──────── Records provided

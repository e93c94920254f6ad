use serde::{Deserialize, Serialize};
use std::fmt;

///
/// ConstraintName
///
/// Catalog-wide identity of a key or foreign key, `[schema, name]` on the wire.
///

#[derive(Clone, Debug, Deserialize, Eq, Hash, Ord, PartialEq, PartialOrd, Serialize)]
#[serde(from = "(String, String)", into = "(String, String)")]
pub struct ConstraintName {
    pub schema: String,
    pub name: String,
}

impl ConstraintName {
    pub fn new(schema: impl Into<String>, name: impl Into<String>) -> Self {
        Self {
            schema: schema.into(),
            name: name.into(),
        }
    }
}

impl fmt::Display for ConstraintName {
    fn fmt(&self, f: &mut fmt::Formatter<'_>) -> fmt::Result {
        write!(f, "{}:{}", self.schema, self.name)
    }
}

impl From<(String, String)> for ConstraintName {
    fn from((schema, name): (String, String)) -> Self {
        Self { schema, name }
    }
}

impl From<ConstraintName> for (String, String) {
    fn from(c: ConstraintName) -> Self {
        (c.schema, c.name)
    }
}

///
/// QualifiedTableName
///

#[derive(Clone, Debug, Deserialize, Eq, Hash, Ord, PartialEq, PartialOrd, Serialize)]
pub struct QualifiedTableName {
    pub schema: String,
    pub table: String,
}

impl QualifiedTableName {
    pub fn new(schema: impl Into<String>, table: impl Into<String>) -> Self {
        Self {
            schema: schema.into(),
            table: table.into(),
        }
    }
}

impl fmt::Display for QualifiedTableName {
    fn fmt(&self, f: &mut fmt::Formatter<'_>) -> fmt::Result {
        write!(f, "{}:{}", self.schema, self.table)
    }
}

///
/// Key
///

#[derive(Clone, Debug, Deserialize, Eq, PartialEq, Serialize)]
pub struct Key {
    pub constraint: ConstraintName,
    pub columns: Vec<String>,
}

impl Key {
    #[must_use]
    pub fn new(constraint: ConstraintName, columns: &[&str]) -> Self {
        Self {
            constraint,
            columns: columns.iter().map(ToString::to_string).collect(),
        }
    }

    #[must_use]
    pub fn covers(&self, columns: &[&str]) -> bool {
        self.columns.iter().all(|c| columns.contains(&c.as_str()))
    }
}

///
/// ColumnMapping
///
/// One column pair of a foreign key, referencing column first.
///

#[derive(Clone, Debug, Deserialize, Eq, PartialEq, Serialize)]
pub struct ColumnMapping {
    pub from: String,
    pub to: String,
}

///
/// ForeignKey
///
/// `table.(from...)` references `referenced_table.(to...)`. Column pairs keep
/// the declaration order of the introspection document.
///

#[derive(Clone, Debug, Deserialize, Eq, PartialEq, Serialize)]
pub struct ForeignKey {
    pub constraint: ConstraintName,
    pub table: QualifiedTableName,
    pub columns: Vec<ColumnMapping>,
    pub referenced_table: QualifiedTableName,
}

impl ForeignKey {
    #[must_use]
    pub fn new(
        constraint: ConstraintName,
        table: QualifiedTableName,
        pairs: &[(&str, &str)],
        referenced_table: QualifiedTableName,
    ) -> Self {
        Self {
            constraint,
            table,
            columns: pairs
                .iter()
                .map(|(from, to)| ColumnMapping {
                    from: (*from).to_string(),
                    to: (*to).to_string(),
                })
                .collect(),
            referenced_table,
        }
    }

    /// Single-column foreign keys can be shortcut by filtering the local column.
    #[must_use]
    pub const fn is_simple(&self) -> bool {
        self.columns.len() == 1
    }

    pub fn from_columns(&self) -> impl Iterator<Item = &str> {
        self.columns.iter().map(|m| m.from.as_str())
    }

    pub fn to_columns(&self) -> impl Iterator<Item = &str> {
        self.columns.iter().map(|m| m.to.as_str())
    }
}
//! Free-text search term to case-insensitive regexp filters.

use crate::{
    encode,
    filter::{ColumnRef, FilterNode, Operator},
};

/// Split a search string into terms. Quoted phrases come first, in order,
/// followed by the whitespace-separated remainder. An unmatched trailing
/// quote closes at the end of the input.
#[must_use]
pub fn terms(term: &str) -> Vec<String> {
    let mut phrases = Vec::new();
    let mut rest = String::new();
    let mut chunks = term.split('"');

    // after the first chunk, chunks alternate between inside and outside quotes
    if let Some(first) = chunks.next() {
        rest.push_str(first);
    }
    for (index, chunk) in chunks.enumerate() {
        if index % 2 == 0 {
            if !chunk.is_empty() {
                phrases.push(chunk.to_string());
            }
        } else {
            rest.push_str(chunk);
        }
    }

    phrases.extend(rest.split_whitespace().map(ToString::to_string));

    phrases
}

/// Regexp matching one term: integers and decimals match numerically
/// (leading zeros ignored), everything else literally.
#[must_use]
pub fn term_pattern(term: &str) -> String {
    if is_integer(term) {
        format!("^(.*[^0-9.])?0*{}([^0-9].*|$)", encode::regexp(term))
    } else if is_decimal(term) {
        format!("^(.*[^0-9.])?0*{}", encode::regexp(term))
    } else {
        encode::regexp(term)
    }
}

/// Filter matching every term of `term` against `column`, or `None` when
/// the search is blank.
#[must_use]
pub fn to_filter(column: &ColumnRef, term: &str) -> Option<FilterNode> {
    let nodes: Vec<FilterNode> = terms(term)
        .iter()
        .map(|t| FilterNode::predicate(column.clone(), Operator::CiRegexp, term_pattern(t)))
        .collect();

    if nodes.is_empty() {
        None
    } else {
        Some(FilterNode::and(nodes))
    }
}

/// Search over several columns: every term must match at least one of
/// them.
#[must_use]
pub fn to_filter_any(columns: &[ColumnRef], term: &str) -> Option<FilterNode> {
    if columns.is_empty() {
        return None;
    }
    let nodes: Vec<FilterNode> = terms(term)
        .iter()
        .map(|t| {
            let pattern = term_pattern(t);
            FilterNode::or(
                columns
                    .iter()
                    .map(|c| FilterNode::predicate(c.clone(), Operator::CiRegexp, pattern.clone()))
                    .collect(),
            )
        })
        .collect();

    if nodes.is_empty() {
        None
    } else {
        Some(FilterNode::and(nodes))
    }
}

/// Path form of a search. With `quantified` and more than one term this is
/// the `col::ciregexp::all(e1,e2)` list syntax.
#[must_use]
pub fn to_path(column: &ColumnRef, term: &str, quantified: bool) -> Option<String> {
    let patterns: Vec<String> = terms(term).iter().map(|t| term_pattern(t)).collect();

    match patterns.as_slice() {
        [] => None,
        [_, _, ..] if quantified => {
            let list: Vec<String> = patterns.iter().map(|p| encode::component(p)).collect();
            Some(format!(
                "{column}{}all({})",
                Operator::CiRegexp.token(),
                list.join(",")
            ))
        }
        _ => to_filter(column, term).map(|node| node.to_uri()),
    }
}

fn is_integer(term: &str) -> bool {
    !term.is_empty() && term.bytes().all(|b| b.is_ascii_digit())
}

fn is_decimal(term: &str) -> bool {
    let Some((whole, fraction)) = term.split_once('.') else {
        return false;
    };
    let digits = |s: &str| s.bytes().all(|b| b.is_ascii_digit());

    digits(whole) && digits(fraction) && !(whole.is_empty() && fraction.is_empty())
}

///
/// TESTS
///

#[cfg(test)]
mod tests {
    use super::*;

    #[test]
    fn quoted_phrases_precede_loose_words() {
        assert_eq!(
            terms(r#"alpha "big cat" beta"#),
            vec!["big cat".to_string(), "alpha".to_string(), "beta".to_string()]
        );
    }

    #[test]
    fn odd_quote_closes_at_end_of_input() {
        assert_eq!(
            terms(r#"one "two three"#),
            vec!["two three".to_string(), "one".to_string()]
        );
    }

    #[test]
    fn blank_search_has_no_terms() {
        assert!(terms("   ").is_empty());
        assert!(to_filter(&ColumnRef::all_columns(), "  ").is_none());
    }

    #[test]
    fn numeric_terms_match_numerically() {
        assert_eq!(term_pattern("12"), "^(.*[^0-9.])?0*12([^0-9].*|$)");
        assert_eq!(term_pattern("1.5"), "^(.*[^0-9.])?0*1\\.5");
        assert_eq!(term_pattern("1.2.3"), "1\\.2\\.3");
        assert_eq!(term_pattern("a+b"), "a\\+b");
    }

    #[test]
    fn search_filter_is_a_conjunction_of_ciregexp_terms() {
        let path = to_path(&ColumnRef::all_columns(), "foo bar", false).expect("terms present");

        assert_eq!(path, "*::ciregexp::foo&*::ciregexp::bar");
    }

    #[test]
    fn quantified_search_uses_all_list() {
        let path = to_path(&ColumnRef::qualified("M", "title"), "foo 12", true)
            .expect("terms present");

        assert_eq!(
            path,
            "M:title::ciregexp::all(foo,%5E%28.%2A%5B%5E0-9.%5D%29%3F0%2A12%28%5B%5E0-9%5D.%2A%7C%24%29)"
        );
    }

    #[test]
    fn search_box_columns_are_ored_per_term() {
        let columns = [ColumnRef::new("title"), ColumnRef::new("owner")];
        let node = to_filter_any(&columns, "a b").expect("terms present");

        assert_eq!(
            node.to_uri(),
            "(title::ciregexp::a;owner::ciregexp::a)&(title::ciregexp::b;owner::ciregexp::b)"
        );
    }

    #[test]
    fn quantified_search_with_one_term_falls_back_to_predicate() {
        let path = to_path(&ColumnRef::all_columns(), "foo", true).expect("terms present");

        assert_eq!(path, "*::ciregexp::foo");
    }
}
use crate::{
    RID_COLUMN,
    error::SchemaError,
    node::{Column, ConstraintName, ForeignKey, Key, QualifiedTableName},
    types::ColumnType,
};
use serde::{Deserialize, Serialize};

///
/// RowOrder
///
/// One entry of a table's default row order.
///

#[derive(Clone, Debug, Deserialize, Eq, PartialEq, Serialize)]
pub struct RowOrder {
    pub column: String,
    #[serde(default)]
    pub descending: bool,
}

///
/// Table
///

#[derive(Clone, Debug, Deserialize, PartialEq, Serialize)]
pub struct Table {
    pub schema_name: String,
    pub name: String,
    pub columns: Vec<Column>,
    pub keys: Vec<Key>,
    pub foreign_keys: Vec<ForeignKey>,
    pub row_order: Vec<RowOrder>,

    /// Raw source-definitions annotation, resolved by the core crate.
    pub source_definitions: Option<serde_json::Value>,
}

impl Table {
    pub fn new(schema_name: impl Into<String>, name: impl Into<String>) -> Self {
        Self {
            schema_name: schema_name.into(),
            name: name.into(),
            columns: Vec::new(),
            keys: Vec::new(),
            foreign_keys: Vec::new(),
            row_order: Vec::new(),
            source_definitions: None,
        }
    }

    #[must_use]
    pub fn with_column(mut self, name: &str, column_type: ColumnType, nullok: bool) -> Self {
        let mut column = Column::new(name, column_type, nullok);
        column.position = self.columns.len();
        self.columns.push(column);

        self
    }

    #[must_use]
    pub fn with_key(mut self, constraint: &str, columns: &[&str]) -> Self {
        let constraint = ConstraintName::new(self.schema_name.clone(), constraint);
        self.keys.push(Key::new(constraint, columns));

        self
    }

    /// Add a foreign key from this table to `referenced` (`schema:table`).
    #[must_use]
    pub fn with_foreign_key(
        mut self,
        constraint: &str,
        pairs: &[(&str, &str)],
        referenced: (&str, &str),
    ) -> Self {
        let fk = ForeignKey::new(
            ConstraintName::new(self.schema_name.clone(), constraint),
            self.qualified_name(),
            pairs,
            QualifiedTableName::new(referenced.0, referenced.1),
        );
        self.foreign_keys.push(fk);

        self
    }

    #[must_use]
    pub fn with_row_order(mut self, order: &[(&str, bool)]) -> Self {
        self.row_order = order
            .iter()
            .map(|(column, descending)| RowOrder {
                column: (*column).to_string(),
                descending: *descending,
            })
            .collect();

        self
    }

    #[must_use]
    pub fn with_source_definitions(mut self, annotation: serde_json::Value) -> Self {
        self.source_definitions = Some(annotation);

        self
    }

    #[must_use]
    pub fn qualified_name(&self) -> QualifiedTableName {
        QualifiedTableName::new(self.schema_name.clone(), self.name.clone())
    }

    #[must_use]
    pub fn column(&self, name: &str) -> Option<&Column> {
        self.columns.iter().find(|c| c.name == name)
    }

    pub fn try_column(&self, name: &str) -> Result<&Column, SchemaError> {
        self.column(name)
            .ok_or_else(|| SchemaError::column_not_found(self.qualified_name().to_string(), name))
    }

    #[must_use]
    pub fn outbound_foreign_keys(&self) -> &[ForeignKey] {
        &self.foreign_keys
    }

    /// Whether every column of the key is declared not-null.
    #[must_use]
    pub fn key_is_not_null(&self, key: &Key) -> bool {
        key.columns
            .iter()
            .all(|name| self.column(name).is_some_and(|c| !c.nullok))
    }

    /// The minimal key used as the mandatory ordering tie-breaker.
    ///
    /// Not-null keys are preferred; a single `RID` column wins outright,
    /// otherwise fewer columns, then all integer/serial columns, then lower
    /// column positions. Tables without keys fall back to every sortable
    /// column.
    #[must_use]
    pub fn shortest_key(&self) -> Vec<&Column> {
        let not_null: Vec<&Key> = self
            .keys
            .iter()
            .filter(|key| self.key_is_not_null(key))
            .collect();
        let candidates: Vec<&Key> = if not_null.is_empty() {
            self.keys.iter().collect()
        } else {
            not_null
        };

        if candidates.is_empty() {
            return self.columns.iter().filter(|c| c.is_sortable()).collect();
        }

        if let Some(rid) = candidates
            .iter()
            .find(|key| key.columns.len() == 1 && key.columns[0].eq_ignore_ascii_case(RID_COLUMN))
        {
            return self.key_columns(rid);
        }

        let mut ranked: Vec<(&Key, usize, bool, Vec<usize>)> = candidates
            .into_iter()
            .map(|key| {
                let columns = self.key_columns(key);
                let all_int = columns.iter().all(|c| c.column_type.is_integer_like());
                let mut positions: Vec<usize> = columns.iter().map(|c| c.position).collect();
                positions.sort_unstable();

                (key, key.columns.len(), all_int, positions)
            })
            .collect();

        // stable sort keeps declaration order as the last tie-break
        ranked.sort_by(|a, b| {
            a.1.cmp(&b.1)
                .then_with(|| b.2.cmp(&a.2))
                .then_with(|| a.3.cmp(&b.3))
        });

        ranked
            .first()
            .map(|(key, ..)| self.key_columns(key))
            .unwrap_or_default()
    }

    fn key_columns(&self, key: &Key) -> Vec<&Column> {
        key.columns
            .iter()
            .filter_map(|name| self.column(name))
            .collect()
    }
}
//! Read-only catalog metadata graph consumed by the path composer.
//!
//! ## Crate layout
//! - `error`: schema lookup errors and the route-aware `ErrorTree`.
//! - `load`: deserialization of the catalog introspection document.
//! - `node`: catalog, schema, table, column, key and foreign key nodes.
//! - `types`: column types and their comparison families.
//! - `validate`: staged structural validation over a loaded catalog.

pub mod error;
pub mod load;
pub mod node;
pub mod types;
pub mod validate;

/// Single-column key that always wins shortest-key selection.
pub const RID_COLUMN: &str = "RID";

/// Table annotation carrying the default row order.
pub const TABLE_DISPLAY_ANNOTATION: &str = "tag:isrd.isi.edu,2016:table-display";

/// Table annotation carrying named source definitions.
pub const SOURCE_DEFINITIONS_ANNOTATION: &str = "tag:isrd.isi.edu,2019:source-definitions";

///
/// Prelude
///

pub mod prelude {
    pub use crate::{
        err,
        error::{ErrorTree, SchemaError},
        node::*,
        types::{ColumnFamily, ColumnType},
    };
    pub use serde::{Deserialize, Serialize};
}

────────────────

- [Description of the task] Which lines of the data include "digits"? Copy each of them.

- [Answer to this problem]
    let digits = |s: &str| s.bytes().all(|b| b.is_ascii_digit());
    digits(whole) && digits(fraction) && !(whole.is_empty() && fraction.is_empty())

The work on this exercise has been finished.